Collection entries

· · · ·

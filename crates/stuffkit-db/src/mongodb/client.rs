use mongodb::bson::doc;
use mongodb::bson::oid::ObjectId;
use mongodb::options::{
    ClientOptions, Credential, ReadPreference, SelectionCriteria, ServerAddress,
};
use mongodb::{Client, Database};
use serde::Deserialize;
use stuffkit_core::config::{env_list, env_opt, env_or};

use crate::error::{DbError, DbResult};

/// Connection settings
#[derive(Debug, Clone, Default, Deserialize)]
#[serde(default)]
pub struct MongoConfig {
    pub auth_source: String,
    pub username: String,
    pub password: String,
    /// Replica set name; empty means standalone
    pub opts: String,
    pub database: String,
    pub hosts: Vec<String>,
    /// `"secondary"` routes reads to secondaries, anything else uses the driver default
    pub read_pref: String,
}

impl MongoConfig {
    /// Read `MONGODB_*` variables; `MONGODB_HOSTS` is comma-separated.
    pub fn from_env() -> Self {
        Self {
            auth_source: env_or("MONGODB_AUTH_SOURCE", ""),
            username: env_or("MONGODB_USERNAME", ""),
            password: env_or("MONGODB_PASSWORD", ""),
            opts: env_or("MONGODB_REPLICA_SET", ""),
            database: env_or("MONGODB_DATABASE", ""),
            hosts: env_list("MONGODB_HOSTS"),
            read_pref: env_opt("MONGODB_READ_PREF").unwrap_or_default(),
        }
    }

    /// Translate into driver options. Does not touch the network.
    pub fn client_options(&self) -> DbResult<ClientOptions> {
        let mut options = ClientOptions::default();

        if !self.hosts.is_empty() {
            options.hosts = self
                .hosts
                .iter()
                .map(|h| ServerAddress::parse(h))
                .collect::<Result<Vec<_>, _>>()?;
        }

        if !self.opts.is_empty() {
            options.repl_set_name = Some(self.opts.clone());
        }

        if !self.username.is_empty() && !self.password.is_empty() {
            let mut credential = Credential::default();
            credential.username = Some(self.username.clone());
            credential.password = Some(self.password.clone());
            if !self.auth_source.is_empty() {
                credential.source = Some(self.auth_source.clone());
            }
            options.credential = Some(credential);
        }

        if self.read_pref == "secondary" {
            options.selection_criteria = Some(SelectionCriteria::ReadPreference(
                ReadPreference::Secondary { options: None },
            ));
        }

        Ok(options)
    }
}

/// Driver client plus the configured database
#[derive(Clone, Debug)]
pub struct MongoClient {
    client: Client,
    db: Database,
}

impl MongoClient {
    /// Build the client. The driver connects lazily, so an unreachable
    /// cluster surfaces on the first operation (or [`MongoClient::ping`]).
    pub fn new(conf: &MongoConfig) -> DbResult<Self> {
        if conf.database.is_empty() {
            return Err(DbError::Config("MongoDB database name must be set".to_string()));
        }
        let client = Client::with_options(conf.client_options()?)?;
        let db = client.database(&conf.database);

        tracing::debug!(
            hosts = ?conf.hosts,
            database = %conf.database,
            replica_set = %conf.opts,
            "MongoDB client created"
        );

        Ok(Self { client, db })
    }

    pub fn db(&self) -> &Database {
        &self.db
    }

    pub fn client(&self) -> &Client {
        &self.client
    }

    pub async fn ping(&self) -> DbResult<()> {
        self.client
            .database("admin")
            .run_command(doc! { "ping": 1 })
            .await?;
        Ok(())
    }

    pub fn generate_id(&self) -> ObjectId {
        ObjectId::new()
    }

    /// Close all pooled connections. Consumes the client; clones sharing
    /// the same pool stop working too.
    pub async fn disconnect(self) -> DbResult<()> {
        self.client.shutdown().await;
        tracing::info!("MongoDB disconnected successfully");
        Ok(())
    }
}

· · · ·

▸ **What you are asked to do**
From the entries above, extract each line containing "serde".

▸ **Exercise response**
use serde::Deserialize;
#[serde(default)]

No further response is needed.